Zwischenzeitlich ist wieder einer der regelmäßigen schweren Sandstürme aufgezogen, und nun bricht er mit großer Heftigkeit herein. Die Anouks befestigen schnell ihre Habe, bringen ihre Reitechsen in Sicherheit, und verschwinden in ihren geschützten Hütten.
„Wie haltet Ihr das hier on-planet nur aus, mit diesem ständigen Scheißwetter?“, fragt Shadrack keuchend, als die drei sich ins Innere der Langhütte der Thra’Cunaar gerettet haben, nimmt seinen Zylinder ab, und klopft Sand von der Hutkrempe. Draußen heult der Sturm so sehr, dass die Holzbohlen der Hütte beben.
„Verstehe ich nicht“, sagt die Hohe, „was soll an diesem Wetter denn Scheiße sein? Dies, Shaddrakk, sind die Stimmen der vielgestaltigen Steine.“
„Blödsinn, Wind hat doch nichts mit Steinen zu tun“, sagt der Hexslinger abfällig.

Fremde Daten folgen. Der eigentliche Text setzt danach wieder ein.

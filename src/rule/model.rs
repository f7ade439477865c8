//! Cleaning rule model and date scoping

use crate::condition::Condition;
use chrono::NaiveDateTime;
use smallvec::SmallVec;

/// A parsed, immutable cleaning rule
#[derive(Debug, Clone, PartialEq)]
pub struct CleaningRule {
    /// Root of the rule's condition tree
    pub conditions: Condition,
    /// Columns to clean out where the condition holds; non-empty
    pub clean_out: SmallVec<[String; 4]>,
    /// Inclusive lower bound of the active window; `None` is unbounded
    pub date_from: Option<NaiveDateTime>,
    /// Exclusive upper bound of the active window; `None` is unbounded
    pub date_to: Option<NaiveDateTime>,
}

impl CleaningRule {
    /// Whether the rule is active at timestamp `t`.
    ///
    /// Half-open window: `date_from <= t < date_to`. A window whose bounds
    /// coincide activates nothing.
    #[inline]
    pub fn is_active(&self, t: NaiveDateTime) -> bool {
        in_window(t, self.date_from, self.date_to)
    }

    /// Per-timestamp activity of the rule over a timestamp index
    pub fn active_mask(&self, timestamps: &[NaiveDateTime]) -> Vec<bool> {
        timestamps.iter().map(|t| self.is_active(*t)).collect()
    }
}

/// Half-open date window test shared by rules and flagged periods
#[inline]
pub(crate) fn in_window(
    t: NaiveDateTime,
    from: Option<NaiveDateTime>,
    to: Option<NaiveDateTime>,
) -> bool {
    from.map_or(true, |from| t >= from) && to.map_or(true, |to| t < to)
}

#[cfg(test)]
mod tests {
    use super::*;
    use crate::condition::{Comparison, Operator};
    use crate::series::test_support::ten_minute_index;
    use smallvec::smallvec;

    fn rule_with_window(
        date_from: Option<NaiveDateTime>,
        date_to: Option<NaiveDateTime>,
    ) -> CleaningRule {
        CleaningRule {
            conditions: Condition::Comparison(Comparison {
                column: "WS_avg".to_string(),
                operator: Operator::Equal,
                value: -999.0,
            }),
            clean_out: smallvec!["WS_avg".to_string()],
            date_from,
            date_to,
        }
    }

    #[test]
    fn test_half_open_window() {
        let index = ten_minute_index(4);
        let rule = rule_with_window(Some(index[1]), Some(index[3]));

        // lower bound inclusive, upper bound exclusive
        assert_eq!(rule.active_mask(&index), vec![false, true, true, false]);
    }

    #[test]
    fn test_zero_width_window_activates_nothing() {
        let index = ten_minute_index(3);
        let rule = rule_with_window(Some(index[1]), Some(index[1]));

        assert_eq!(rule.active_mask(&index), vec![false, false, false]);
    }

    #[test]
    fn test_unbounded_directions() {
        let index = ten_minute_index(3);

        let rule = rule_with_window(None, None);
        assert_eq!(rule.active_mask(&index), vec![true, true, true]);

        let rule = rule_with_window(Some(index[1]), None);
        assert_eq!(rule.active_mask(&index), vec![false, true, true]);

        let rule = rule_with_window(None, Some(index[1]));
        assert_eq!(rule.active_mask(&index), vec![true, false, false]);
    }
}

„Oh doch, denn die Sturmsysteme bauen sich über den Gebirgszügen auf, und über den Felsenküsten. Stein formt Sturm. Du begreifst das wohl nicht, Spacer, Du kommst aus dem kalten All.“
„Wirst Dich vermutlich dran gewöhnen hier unten“, grinst Rawley, und fügt böse hinzu, „oder irgendwann bläst so ein Sandsturm Dich eben weg!“
Rex sieht ihn nüchtern an, und der Abenteurer weicht seinem Blick aus, geht nonchalant herüber zu einem paar der Anouks, die hier drin auf einer der hölzernen Emporen sitzen, um etwas von dem heißen Pflanzensaft von ihnen zu schnorren.
Hier ist fast nichts los, und genau die Art von Anouks ist hier zusammengekommen, die man im Vertrauen mal nach Gerüchten über Maiqarooba befragen kann. Zamantha würfelt Persuasion, und dank einem Reroll und ihrem Bonus kommt sie auf eine 12, fette drei Erfolge!
Der W20 rollt erneut, und da dies erneut ein ‚Relevantes Gebäude‘ ist, liefert diesmal die Tabelle einen Clue!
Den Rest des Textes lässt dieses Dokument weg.